Toward a cultural adaptation of pharmacotherapy: Latino views of depression and antidepressant therapy
Sylvanna M. Vargas, Leopoldo J. Cabassa, Andel Nicasio, Ana Alicia De La Cruz, Elizabeth Jackson, Melissa Rosario, Peter J. Guarnaccia, and Roberto Lewis-Fernández
Relative to non-Latino Whites, Latinos in the United States with major depressive disorder (MDD) show low engagement in antidepressant therapy, whether engagement is defined as pharmacotherapy access, medication initiation, pill-taking, or treatment retention. One potential reason for this disparity in depression care is the low cultural congruence of pharmacotherapy for this population.
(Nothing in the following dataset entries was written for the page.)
use super::*;

#[test]
fn recognized_style_names_map_to_weights() {
    assert_eq!(FontWeight::from_style_name("UltraLight"), Some(FontWeight::ULTRA_LIGHT));
    assert_eq!(FontWeight::from_style_name("Thin"), Some(FontWeight::THIN));
    assert_eq!(FontWeight::from_style_name("Light"), Some(FontWeight::LIGHT));
    assert_eq!(FontWeight::from_style_name("Regular"), Some(FontWeight::REGULAR));
    assert_eq!(FontWeight::from_style_name("Medium"), Some(FontWeight::MEDIUM));
    assert_eq!(FontWeight::from_style_name("Black"), None);
}

#[test]
fn last_matching_entry_wins() {
    let list = FontList::new(vec![
        FontDescriptor::new("Inter", "Light"),
        FontDescriptor::new("Roboto", "Thin"),
        FontDescriptor::new("Inter", "Medium"),
    ]);
    let font = list.resolve("Inter", 18.0);
    assert_eq!(font.weight, FontWeight::MEDIUM);
    assert_eq!(font.size, 18.0);
    assert!(!font.generic);
}

#[test]
fn unrecognized_style_falls_back_to_generic() {
    let list = FontList::new(vec![FontDescriptor::new("Inter", "ExtraBold")]);
    let font = list.resolve("Inter", 12.0);
    assert!(font.generic);
    assert_eq!(font.weight, FontWeight::REGULAR);
    assert_eq!(font.family, "Inter");
}

#[test]
fn missing_list_yields_generic_font() {
    assert_eq!(
        resolve_font(None, "Helvetica", 10.0),
        ResolvedFont::generic("Helvetica", 10.0)
    );
}
//! animgraph is an incremental render node graph for keyframed vector animations.
//!
//! A scene is built once from decoded layer models and then driven frame by frame:
//!
//! - Build nodes and layers with a [`SceneGraphBuilder`]
//! - Call [`SceneGraph::update`] with each playback frame
//! - Read retained surfaces, text surfaces or immediate canvases back for display
//!
//! Only outputs whose inputs changed since the last frame are recomputed.
#![forbid(unsafe_code)]
#![deny(missing_docs)]

mod foundation;

pub(crate) mod animation;
/// Image assets and image layers.
pub mod assets;
/// Node arena.
pub mod nodes;
/// Shape rendering.
pub mod render;
/// Scene assembly.
pub mod scene;
/// Text layers.
pub mod text;

pub use crate::animation::{
    anim::{Keyframe, Keyframes, Lerp},
    ease::Ease,
    interpolator::KeyframeInterpolator,
};
pub use crate::foundation::core::{
    Affine, BezPath, Canvas, Color, Frame, Point, Rect, Size, Transform3D, Vec2,
};
pub use crate::foundation::error::{AnimGraphError, AnimGraphResult};
pub use crate::scene::{
    graph::{LayerDependency, LayerRef, SceneGraph, SceneGraphBuilder, SceneUpdate},
    opts::SceneOpts,
};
To examine Latinos’ views of depression and antidepressant therapy, we conducted qualitative interviews with 30 Latino outpatients initiating antidepressants prior to their first treatment visit using the semistructured Treatment Adherence and Retention Questionnaire. These baseline interviews were randomly selected from data collected for a randomized controlled trial testing a novel intervention to enhance engagement by depressed Latino outpatients. Participant narratives were analyzed using open coding and the iterative analytical approach derived from grounded theory. Patient views about depression addressed stigmatizing views held by others in their social circle. Most participants directly refuted these views by providing alternate explanations to depression experiences. Antidepressant therapy narratives also revealed marked stigmatization, but participants tended not to refute these views. Instead, patients expressed concerns about antidepressants and showed marked ambivalence about seeking psychiatric care. Participants, however, did suggest ways in which clinicians and patients might collaborate to address their concerns about antidepressants. Some cultural views, such as concerns about addiction to or dependence on medication, may be negotiable barriers to treatment. Prescribing clinicians should address cultural views and concerns in order to improve Latino engagement in antidepressant therapy.